→ REQUIRED ACTION
Among the entries below, find the lines with "issue" and copy them.
PROVIDED RECORDS below:
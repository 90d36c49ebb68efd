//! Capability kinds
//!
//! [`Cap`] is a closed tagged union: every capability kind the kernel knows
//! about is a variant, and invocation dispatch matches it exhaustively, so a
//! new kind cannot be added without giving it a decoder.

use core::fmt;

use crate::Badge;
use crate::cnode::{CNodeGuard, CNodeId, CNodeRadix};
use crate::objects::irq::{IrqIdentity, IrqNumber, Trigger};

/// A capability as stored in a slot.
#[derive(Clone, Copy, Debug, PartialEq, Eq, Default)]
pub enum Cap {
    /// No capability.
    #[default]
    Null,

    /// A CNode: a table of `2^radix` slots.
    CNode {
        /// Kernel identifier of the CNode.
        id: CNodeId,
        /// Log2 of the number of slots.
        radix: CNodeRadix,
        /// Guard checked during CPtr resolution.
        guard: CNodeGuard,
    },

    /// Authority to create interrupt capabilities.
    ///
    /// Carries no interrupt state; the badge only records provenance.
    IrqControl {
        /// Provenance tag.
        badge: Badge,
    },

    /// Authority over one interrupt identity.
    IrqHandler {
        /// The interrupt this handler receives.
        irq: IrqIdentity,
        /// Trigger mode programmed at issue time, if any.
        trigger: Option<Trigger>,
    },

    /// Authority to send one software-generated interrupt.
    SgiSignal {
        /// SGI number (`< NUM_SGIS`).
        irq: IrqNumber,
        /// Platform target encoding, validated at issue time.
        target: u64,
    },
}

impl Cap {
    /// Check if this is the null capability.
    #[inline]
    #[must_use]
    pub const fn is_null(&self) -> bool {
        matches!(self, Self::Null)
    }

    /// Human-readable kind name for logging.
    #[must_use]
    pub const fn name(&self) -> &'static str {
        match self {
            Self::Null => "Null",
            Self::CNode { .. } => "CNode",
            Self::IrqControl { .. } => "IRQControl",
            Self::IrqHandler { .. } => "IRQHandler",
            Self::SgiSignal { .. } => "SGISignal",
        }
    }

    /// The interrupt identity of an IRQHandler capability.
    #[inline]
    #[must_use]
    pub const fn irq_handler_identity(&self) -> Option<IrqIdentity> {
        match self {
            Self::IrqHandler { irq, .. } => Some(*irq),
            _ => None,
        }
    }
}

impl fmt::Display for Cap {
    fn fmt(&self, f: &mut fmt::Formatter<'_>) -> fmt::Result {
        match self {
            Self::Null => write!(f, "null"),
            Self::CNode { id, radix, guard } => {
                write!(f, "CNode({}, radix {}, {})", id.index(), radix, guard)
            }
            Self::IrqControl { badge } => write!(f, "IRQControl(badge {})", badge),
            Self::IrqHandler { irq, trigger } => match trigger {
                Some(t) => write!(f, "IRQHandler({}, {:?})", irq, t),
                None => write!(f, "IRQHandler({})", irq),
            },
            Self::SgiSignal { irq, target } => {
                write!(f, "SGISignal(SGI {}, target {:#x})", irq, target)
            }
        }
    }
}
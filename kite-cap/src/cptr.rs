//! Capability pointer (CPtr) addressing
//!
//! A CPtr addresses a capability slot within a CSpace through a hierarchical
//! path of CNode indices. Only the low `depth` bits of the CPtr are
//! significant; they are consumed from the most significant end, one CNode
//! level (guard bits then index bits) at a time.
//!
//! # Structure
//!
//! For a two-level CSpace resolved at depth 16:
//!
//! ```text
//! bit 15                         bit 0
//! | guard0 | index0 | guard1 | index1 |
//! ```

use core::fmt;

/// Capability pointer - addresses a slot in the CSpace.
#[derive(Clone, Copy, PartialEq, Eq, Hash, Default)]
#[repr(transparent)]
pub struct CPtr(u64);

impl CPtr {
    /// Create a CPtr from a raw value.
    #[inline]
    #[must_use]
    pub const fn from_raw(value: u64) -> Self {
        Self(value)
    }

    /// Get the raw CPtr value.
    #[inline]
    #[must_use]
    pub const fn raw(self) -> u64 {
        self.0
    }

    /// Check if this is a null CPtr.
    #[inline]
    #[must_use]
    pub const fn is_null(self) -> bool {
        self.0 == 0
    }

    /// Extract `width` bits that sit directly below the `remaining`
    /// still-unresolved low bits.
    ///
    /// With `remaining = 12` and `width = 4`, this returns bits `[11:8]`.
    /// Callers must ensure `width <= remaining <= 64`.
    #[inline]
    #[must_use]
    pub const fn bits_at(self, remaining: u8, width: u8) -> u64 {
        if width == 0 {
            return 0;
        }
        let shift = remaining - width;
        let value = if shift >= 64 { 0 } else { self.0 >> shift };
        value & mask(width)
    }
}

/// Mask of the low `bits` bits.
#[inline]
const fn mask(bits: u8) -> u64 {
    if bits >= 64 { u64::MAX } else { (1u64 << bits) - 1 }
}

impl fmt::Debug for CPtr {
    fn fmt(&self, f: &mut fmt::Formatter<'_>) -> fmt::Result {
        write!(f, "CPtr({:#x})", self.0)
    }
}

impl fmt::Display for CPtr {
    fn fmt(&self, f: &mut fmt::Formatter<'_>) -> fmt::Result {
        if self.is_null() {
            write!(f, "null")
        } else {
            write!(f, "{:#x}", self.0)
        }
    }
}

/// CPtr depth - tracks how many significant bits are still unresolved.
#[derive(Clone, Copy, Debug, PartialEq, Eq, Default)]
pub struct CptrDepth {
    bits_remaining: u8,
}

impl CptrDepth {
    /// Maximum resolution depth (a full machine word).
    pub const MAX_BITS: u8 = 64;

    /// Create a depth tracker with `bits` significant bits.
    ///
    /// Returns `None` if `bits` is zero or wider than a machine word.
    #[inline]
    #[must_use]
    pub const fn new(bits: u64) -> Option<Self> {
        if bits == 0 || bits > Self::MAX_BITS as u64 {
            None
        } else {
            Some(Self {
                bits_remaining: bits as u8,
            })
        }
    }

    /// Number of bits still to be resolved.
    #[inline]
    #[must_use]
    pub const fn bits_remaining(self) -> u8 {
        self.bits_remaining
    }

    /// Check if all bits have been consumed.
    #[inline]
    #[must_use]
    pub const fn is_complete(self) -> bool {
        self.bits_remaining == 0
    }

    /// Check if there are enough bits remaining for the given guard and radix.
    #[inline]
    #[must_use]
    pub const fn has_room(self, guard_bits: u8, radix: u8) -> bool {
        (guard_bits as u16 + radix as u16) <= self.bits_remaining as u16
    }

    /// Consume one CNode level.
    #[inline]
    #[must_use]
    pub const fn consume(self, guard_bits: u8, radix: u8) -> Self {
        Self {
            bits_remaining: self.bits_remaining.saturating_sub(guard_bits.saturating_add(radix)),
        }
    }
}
End of PROVIDED RECORDS.
→ ANSWER AREA
        /// Trigger mode programmed at issue time, if any.
        /// Platform target encoding, validated at issue time.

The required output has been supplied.